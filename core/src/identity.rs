//! Signed-Credential Payload Decoding
//!
//! The identity provider hands the application an opaque signed credential:
//! three dot-separated segments, the middle one a base64-encoded JSON claims
//! document. The application never verifies the signature (the assistant
//! service does that on every request); it only decodes the claims to learn
//! who to greet.
//!
//! Tokens in the wild use the URL-safe unpadded alphabet. A padded standard
//! alphabet is accepted as a fallback so hand-crafted tokens in test rigs
//! keep working.

use base64::engine::general_purpose::{STANDARD, URL_SAFE_NO_PAD};
use base64::Engine;
use serde::{Deserialize, Serialize};
use thiserror::Error;

/// Display identity extracted from a credential's claims.
#[derive(Clone, Debug, PartialEq, Eq, Serialize, Deserialize)]
pub struct Identity {
    /// Display name of the signed-in user
    pub name: String,
    /// Email address of the signed-in user
    pub email: String,
    /// URL of the user's profile picture
    pub picture: String,
}

/// Errors that can occur while decoding a credential
#[derive(Debug, Error)]
pub enum CredentialError {
    /// The credential is not a three-segment token
    #[error("credential is not a three-segment token")]
    MalformedToken,

    /// The payload segment is not valid base64
    #[error("credential payload is not valid base64: {0}")]
    PayloadDecode(String),

    /// The decoded payload is missing required claims or is not JSON
    #[error("credential claims could not be parsed: {0}")]
    ClaimsParse(#[from] serde_json::Error),
}

/// Decode the display identity from a signed credential.
///
/// Splits the token on `.`, base64-decodes the middle segment, and parses
/// the `name`, `email`, and `picture` claims. Unknown claims are ignored.
///
/// # Errors
///
/// Returns [`CredentialError`] when the token does not have exactly three
/// segments, the payload does not base64-decode, or any required claim is
/// missing.
pub fn decode_identity(credential: &str) -> Result<Identity, CredentialError> {
    let segments: Vec<&str> = credential.split('.').collect();
    if segments.len() != 3 {
        return Err(CredentialError::MalformedToken);
    }

    let claims = URL_SAFE_NO_PAD
        .decode(segments[1])
        .or_else(|_| STANDARD.decode(segments[1]))
        .map_err(|e| CredentialError::PayloadDecode(e.to_string()))?;

    let identity: Identity = serde_json::from_slice(&claims)?;
    Ok(identity)
}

• WHAT IS REQUIRED:
Scan the material above for the string "segments", and copy every line where it is found.

• TASK RESPONSE:
//! three dot-separated segments, the middle one a base64-encoded JSON claims
/// segments, the payload does not base64-decode, or any required claim is
    let segments: Vec<&str> = credential.split('.').collect();
    if segments.len() != 3 {
        .decode(segments[1])
        .or_else(|_| STANDARD.decode(segments[1]))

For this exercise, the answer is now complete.